You can turn dormant months into your biggest cash months, getting your season off to a healthy financial start and allowing you to buy the equipment and tools needed to have your best season.

As a flower farmer, offering a floral CSA will give you consistency in sales—even through pandemics!

Consistency & Greater Security

Flower CSAs offer consistency in sales, providing greater security for the business.

It’s reassuring to know that you have a committed sales outlet every week when the flowers are blooming. The best peace of mind comes from knowing that your perishable products have a home after all the hard work of growing flowers. There’s relief in knowing you’re cutting for the sale vs. cutting flowers and hoping to sell them through a farmers' market or wholesale distribution channel.

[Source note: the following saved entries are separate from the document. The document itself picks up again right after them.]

//! Logs in against a backend, then fetches the member profile through the relay.
//!
//! Set `RELAY_BASE_URL` (for example `https://i11b105.p.ssafy.io/api`) plus `RELAY_EMAIL` and
//! `RELAY_PASSWORD`. If the access token expires between calls, the relay refreshes it through
//! `POST /refresh-token` using the HTTP-only cookie set by login and replays the request.

// std
use std::{env, sync::Arc};
// crates.io
use color_eyre::Result;
use serde::Deserialize;
use url::Url;
// self
use bearer_relay::{
	auth::{AccessToken, AuthStore, MemoryAuthStore},
	client::ReqwestRelayClient,
	config::RelayConfig,
	session::{AuthSession, RefreshPolicy},
};

#[derive(Deserialize)]
#[serde(rename_all = "camelCase")]
struct LoginResponse {
	access_token: String,
}

#[tokio::main]
async fn main() -> Result<()> {
	color_eyre::install()?;

	let base_url = Url::parse(&env::var("RELAY_BASE_URL")?)?;
	let email = env::var("RELAY_EMAIL")?;
	let password = env::var("RELAY_PASSWORD")?;
	let config = RelayConfig::builder(base_url).timeout(time::Duration::seconds(10)).build()?;
	let store: Arc<dyn AuthStore> = Arc::new(MemoryAuthStore::default());
	let session = Arc::new(AuthSession::new(store, RefreshPolicy::Coalesced));
	let client = ReqwestRelayClient::new(config, session)?;
	let login: LoginResponse = client
		.post_json("/auth/login", &serde_json::json!({ "email": email, "password": password }))
		.await?
		.json()?;

	client.set_access_token(AccessToken::new(login.access_token)?);

	let profile = client.get("/members/me").await?;

	println!("profile: {}", profile.text());
	println!("refreshes issued: {}", client.session().metrics().refresh_attempts());

	Ok(())
}
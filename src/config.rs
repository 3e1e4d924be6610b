//! Relay configuration: base origin, excluded paths, refresh endpoint, and transport knobs.
//!
//! The module exposes a validated [`RelayConfig`] built through [`RelayConfigBuilder`], along
//! with the substring-matched [`ExcludedPaths`] set consulted by both interceptors.

/// Builder API for assembling relay configurations.
pub mod builder;

pub use builder::*;

// self
use crate::{_prelude::*, error::ConfigError};

/// Login and registration endpoints, excluded unless overridden.
pub const DEFAULT_EXCLUDED_PATHS: [&str; 2] = ["/auth/login", "/members/register"];
/// Refresh endpoint used when none is configured.
pub const DEFAULT_REFRESH_PATH: &str = "/refresh-token";

/// Path substrings for which no token is attached and no refresh is attempted.
///
/// Matching is substring containment anywhere in the request URL, so `/v2/auth/login?next=/`
/// is excluded by `/auth/login`.
#[derive(Clone, Debug, PartialEq, Eq, Serialize, Deserialize)]
#[serde(transparent)]
pub struct ExcludedPaths(Vec<String>);
impl ExcludedPaths {
	/// Creates a set from the provided substrings.
	pub fn new<I, S>(paths: I) -> Self
	where
		I: IntoIterator<Item = S>,
		S: Into<String>,
	{
		Self(paths.into_iter().map(Into::into).collect())
	}

	/// Creates a set that excludes nothing.
	pub fn none() -> Self {
		Self(Vec::new())
	}

	/// Checks whether `url` contains any excluded substring.
	pub fn matches(&self, url: &str) -> bool {
		self.0.iter().any(|path| url.contains(path.as_str()))
	}

	/// Adds a substring to the set.
	pub fn insert(&mut self, path: impl Into<String>) {
		let path = path.into();

		if !self.0.contains(&path) {
			self.0.push(path);
		}
	}

	/// Iterates over the configured substrings.
	pub fn iter(&self) -> impl Iterator<Item = &str> {
		self.0.iter().map(String::as_str)
	}
}
impl Default for ExcludedPaths {
	fn default() -> Self {
		Self::new(DEFAULT_EXCLUDED_PATHS)
	}
}

/// Validated relay configuration consumed by [`RelayClient`](crate::client::RelayClient).
#[derive(Clone, Debug, PartialEq, Eq, Serialize, Deserialize)]
pub struct RelayConfig {
	/// Backend origin every relative request URL is joined onto.
	pub base_url: Url,
	/// Substrings that bypass token injection and refresh.
	pub excluded_paths: ExcludedPaths,
	/// Path of the refresh endpoint, relative to [`base_url`](RelayConfig::base_url).
	pub refresh_path: String,
	/// Headers merged into every request before per-request headers.
	pub default_headers: BTreeMap<String, String>,
	/// Keeps a cookie store so HTTP-only refresh cookies travel with the refresh call.
	pub with_credentials: bool,
	/// Whole-request timeout applied by the transport.
	pub timeout: Option<Duration>,
}
impl RelayConfig {
	/// Creates a new builder for the provided base origin.
	pub fn builder(base_url: Url) -> RelayConfigBuilder {
		RelayConfigBuilder::new(base_url)
	}

	/// Resolves a request URL against the base origin.
	///
	/// Absolute URLs are returned unchanged. Relative URLs are appended to the base URL's path,
	/// so `https://host/api` + `/members/me` yields `https://host/api/members/me`.
	pub fn resolve(&self, url: &str) -> Result<Url, ConfigError> {
		let joined = if is_absolute(url) {
			url.to_owned()
		} else {
			let base = self.base_url.as_str().trim_end_matches('/');
			let path = url.trim_start_matches('/');

			if path.is_empty() { base.to_owned() } else { format!("{base}/{path}") }
		};

		Url::parse(&joined)
			.map_err(|source| ConfigError::InvalidUrl { url: url.to_owned(), source })
	}

	/// Resolves the refresh endpoint.
	pub fn refresh_url(&self) -> Result<Url, ConfigError> {
		self.resolve(&self.refresh_path)
	}

	/// Converts [`default_headers`](RelayConfig::default_headers) into a [`HeaderMap`].
	pub fn header_map(&self) -> Result<HeaderMap, ConfigError> {
		let mut headers = HeaderMap::with_capacity(self.default_headers.len());

		for (name, value) in &self.default_headers {
			let invalid = || ConfigError::InvalidHeader { name: name.clone() };
			let header_name = HeaderName::from_bytes(name.as_bytes()).map_err(|_| invalid())?;
			let header_value = HeaderValue::from_str(value).map_err(|_| invalid())?;

			headers.insert(header_name, header_value);
		}

		Ok(headers)
	}

	/// Converts the configured timeout into the standard library representation.
	pub fn std_timeout(&self) -> Result<Option<std::time::Duration>, ConfigError> {
		self.timeout
			.map(|timeout| {
				std::time::Duration::try_from(timeout).map_err(|_| ConfigError::InvalidTimeout)
			})
			.transpose()
	}
}

fn is_absolute(url: &str) -> bool {
	let Some((scheme, _)) = url.split_once("://") else {
		return false;
	};
	let mut chars = scheme.chars();

	matches!(chars.next(), Some(c) if c.is_ascii_alphabetic())
		&& chars.all(|c| c.is_ascii_alphanumeric() || matches!(c, '+' | '-' | '.'))
}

During Covid, many flower farmers who relied heavily on weddings, events, or wholesale, had to pivot their business models quickly. Building in diverse sales channels upfront allows you greater flexibility and security in your revenue channels, so you have the knowledge and processes in place to shift accordingly no matter what type of market it is.

Higher Margins

Selling directly to consumers has a higher margin than making market bouquets and selling them wholesale.

While there are benefits to selling market bouquets wholesale (ex., grocery outlets), it generally requires more flowers than most small to medium-sized growers can produce.

Growing a healthy CSA could be a way to slowly walk into a larger account, giving you time to build sufficient processes and build demand. But if your farm is small, then keeping direct contact with CSA members gives you a reliable revenue channel, builds a repeat customer list, and sells your products at a higher margin.

Selling flowers to event designers often leaves you to the mercy of the current trends and very specific color palettes. CSA’s, on the other hand, can use all of your blooms in colorful palettes loved by your clients!

Less Waste

One of the most significant challenges in growing and selling flowers for events and weddings is you are at the mercy of fashion trends and extremely particular color palettes.

You may plant a flower thinking it will be a soft peachy tone, but it is a completely different shade than you expected when it blooms. This may make it unusable for weddings, but it could still be a wonderful color for a CSA Bouquet.

CSA members are less picky about color palettes and generally love brighter colors. By having different sales outlets, you ensure that all flowers are being used during different times of the week. Nothing goes uncut or to the compost pile because it wasn't the right shade of peach.

If you are a new farmer-florist, start out with a simple 6-week summer CSA when you are confident you will have flowers available.

As your confidence grows and your farm matures, you can expand into other seasons. Perhaps consider a 6-week winter CSA in February and March highlighting indoor-grown tulips. Or a spring CSA in April and May highlighting Dutch Narcissus, tulips, bearded iris, fritillaria, muscari, and flowering branches.

Maybe a summer CSA in June & July with peonies, ranunculus, anemones, snapdragons, delphinium, lavender, or herbs is more your style. Or finally, an autumn CSA in August & September highlights warm-season flowers like dahlias, sunflowers, marigolds, amaranth, cosmos, zinnias, and more.

Offering a flower CSA can bring many benefits to your business and creates a sense of place and time in a world where most things can be bought with the click of a button. Create a flower CSA that makes sense for your farm, your community, and your life.